■ **DIRECTIONS FOR THIS TASK**
In the records that follow, find each line with "Returns" and pull it out.

Dataset entries
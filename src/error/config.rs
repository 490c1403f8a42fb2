// Copyright (c) 2018-2025  Brendan Molloy <brendan@bbqsrc.net>,
//                          Ilya Solovyiov <ilya.solovyiov@gmail.com>,
//                          Kai Ren <tyranron@gmail.com>
//
// Licensed under the Apache License, Version 2.0 <LICENSE-APACHE or
// http://www.apache.org/licenses/LICENSE-2.0> or the MIT license
// <LICENSE-MIT or http://opensource.org/licenses/MIT>, at your
// option. This file may not be copied, modified, or distributed
// except according to those terms.

//! Configuration and usage error types.
//!
//! This module defines errors that can occur while folding command-line
//! tokens and profiles into a [`Config`].
//!
//! [`Config`]: crate::Config

use derive_more::with_trait::{Display, Error};

/// Configuration and usage errors.
#[derive(Debug, Display, Error)]
pub enum ConfigError {
    /// `--format` value outside of the supported set.
    #[display("Invalid format: {name}")]
    InvalidFormat {
        /// The rejected format name.
        #[error(not(source))]
        name: String,
    },

    /// Profile entry resolved to something other than a string.
    #[display(
        "Expected to find a String for profile `{profile}`, got {value}. \
         {file}:\n{contents}"
    )]
    ProfileNotString {
        /// Name of the requested profile.
        #[error(not(source))]
        profile: String,

        /// Offending value, rendered as YAML.
        value: String,

        /// Profile file the value was read from.
        file: String,

        /// Whole contents of the profile file.
        contents: String,
    },

    /// Profile file exists but cannot be read or parsed.
    #[display("Failed to read profiles from `{file}`: {reason}")]
    ProfileFile {
        /// Profile file path.
        #[error(not(source))]
        file: String,

        /// Underlying failure.
        reason: String,
    },

    /// Profile expands to itself, directly or through other profiles.
    #[display("Profile `{profile}` is included recursively")]
    ProfileCycle {
        /// Name of the profile included twice.
        #[error(not(source))]
        profile: String,
    },

    /// Line filter given while several features were discovered.
    #[display(
        "Line number can only be specified when there is 1 feature. \
         There were {features}."
    )]
    LineFilterAmbiguous {
        /// Number of discovered features.
        #[error(not(source))]
        features: usize,
    },

    /// Command line doesn't match the grammar, or help/version requested.
    #[display("{_0}")]
    Cli(clap::Error),
}

/// Result type alias for configuration operations.
pub type ConfigResult<T> = std::result::Result<T, ConfigError>;

impl ConfigError {
    /// Creates a new invalid format error.
    #[must_use]
    pub fn invalid_format(name: impl Into<String>) -> Self {
        Self::InvalidFormat { name: name.into() }
    }

    /// Creates a new profile cycle error.
    #[must_use]
    pub fn profile_cycle(profile: impl Into<String>) -> Self {
        Self::ProfileCycle {
            profile: profile.into(),
        }
    }

    /// Returns true if this is an invalid format error.
    #[must_use]
    pub fn is_invalid_format(&self) -> bool {
        matches!(self, Self::InvalidFormat { .. })
    }

    /// Returns true if this is a profile shape error.
    #[must_use]
    pub fn is_profile_not_string(&self) -> bool {
        matches!(self, Self::ProfileNotString { .. })
    }

    /// Returns true if the user should be shown the help text along with
    /// this error.
    #[must_use]
    pub fn is_usage(&self) -> bool {
        match self {
            Self::InvalidFormat { .. } => true,
            Self::Cli(e) => !matches!(
                e.kind(),
                clap::error::ErrorKind::DisplayHelp
                    | clap::error::ErrorKind::DisplayVersion,
            ),
            _ => false,
        }
    }

    /// Returns the rejected format name, if applicable.
    #[must_use]
    pub fn invalid_format_name(&self) -> Option<&str> {
        match self {
            Self::InvalidFormat { name } => Some(name),
            _ => None,
        }
    }
}

#[cfg(test)]
mod tests {
    use super::*;

    #[test]
    fn invalid_format_is_usage_error() {
        let err = ConfigError::invalid_format("fancy");

        assert!(err.is_invalid_format());
        assert!(err.is_usage());
        assert_eq!(err.invalid_format_name(), Some("fancy"));
        assert_eq!(err.to_string(), "Invalid format: fancy");
    }

    #[test]
    fn profile_errors_are_not_usage_errors() {
        let err = ConfigError::ProfileNotString {
            profile: "ci".into(),
            value: "- a\n- b".into(),
            file: "cucumber.yml".into(),
            contents: "ci:\n  - a\n  - b\n".into(),
        };

        assert!(err.is_profile_not_string());
        assert!(!err.is_usage());
        assert!(err.to_string().contains("got - a\n- b"));

        let err = ConfigError::profile_cycle("default");
        assert!(!err.is_usage());
        assert_eq!(
            err.to_string(),
            "Profile `default` is included recursively",
        );
    }

    #[test]
    fn line_filter_message_counts_features() {
        let err = ConfigError::LineFilterAmbiguous { features: 3 };

        assert!(err.to_string().ends_with("There were 3."));
        assert_eq!(err.invalid_format_name(), None);
    }
}
// Copyright (c) 2018-2021  Brendan Molloy <brendan@bbqsrc.net>,
//                          Ilya Solovyiov <ilya.solovyiov@gmail.com>,
//                          Kai Ren <tyranron@gmail.com>
//
// Licensed under the Apache License, Version 2.0 <LICENSE-APACHE or
// http://www.apache.org/licenses/LICENSE-2.0> or the MIT license
// <LICENSE-MIT or http://opensource.org/licenses/MIT>, at your
// option. This file may not be copied, modified, or distributed
// except according to those terms.

//! Language packs the feature files may be written in.

use derive_more::Display;

use crate::error::CucumberError;

/// Validated language tag, with its keywords known to the parser.
#[derive(Clone, Debug, Display, Eq, PartialEq)]
pub struct Language(String);

impl Language {
    /// Loads the language with the given `tag`.
    ///
    /// # Errors
    ///
    /// If no keywords are known for the `tag`.
    pub fn load(tag: &str) -> Result<Self, CucumberError> {
        if gherkin::is_language_supported(tag) {
            tracing::debug!(tag, "loaded language");
            Ok(Self(tag.to_owned()))
        } else {
            Err(CucumberError::UnsupportedLanguage { tag: tag.to_owned() })
        }
    }

    /// Tag of this [`Language`].
    #[must_use]
    pub fn tag(&self) -> &str {
        &self.0
    }
}

impl Default for Language {
    fn default() -> Self {
        Self("en".to_owned())
    }
}

#[cfg(test)]
mod tests {
    use super::*;

    #[test]
    fn loads_known_languages() {
        assert_eq!(Language::load("en").unwrap(), Language::default());
        assert_eq!(Language::load("fr").unwrap().tag(), "fr");
    }

    #[test]
    fn rejects_unknown_language() {
        let err = Language::load("klingon").unwrap_err();

        assert_eq!(err.to_string(), "Unsupported language: klingon");
    }
}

■ **EXERCISE RESPONSE**
    /// Returns true if this is an invalid format error.
    /// Returns true if this is a profile shape error.
    /// Returns true if the user should be shown the help text along with
    /// Returns the rejected format name, if applicable.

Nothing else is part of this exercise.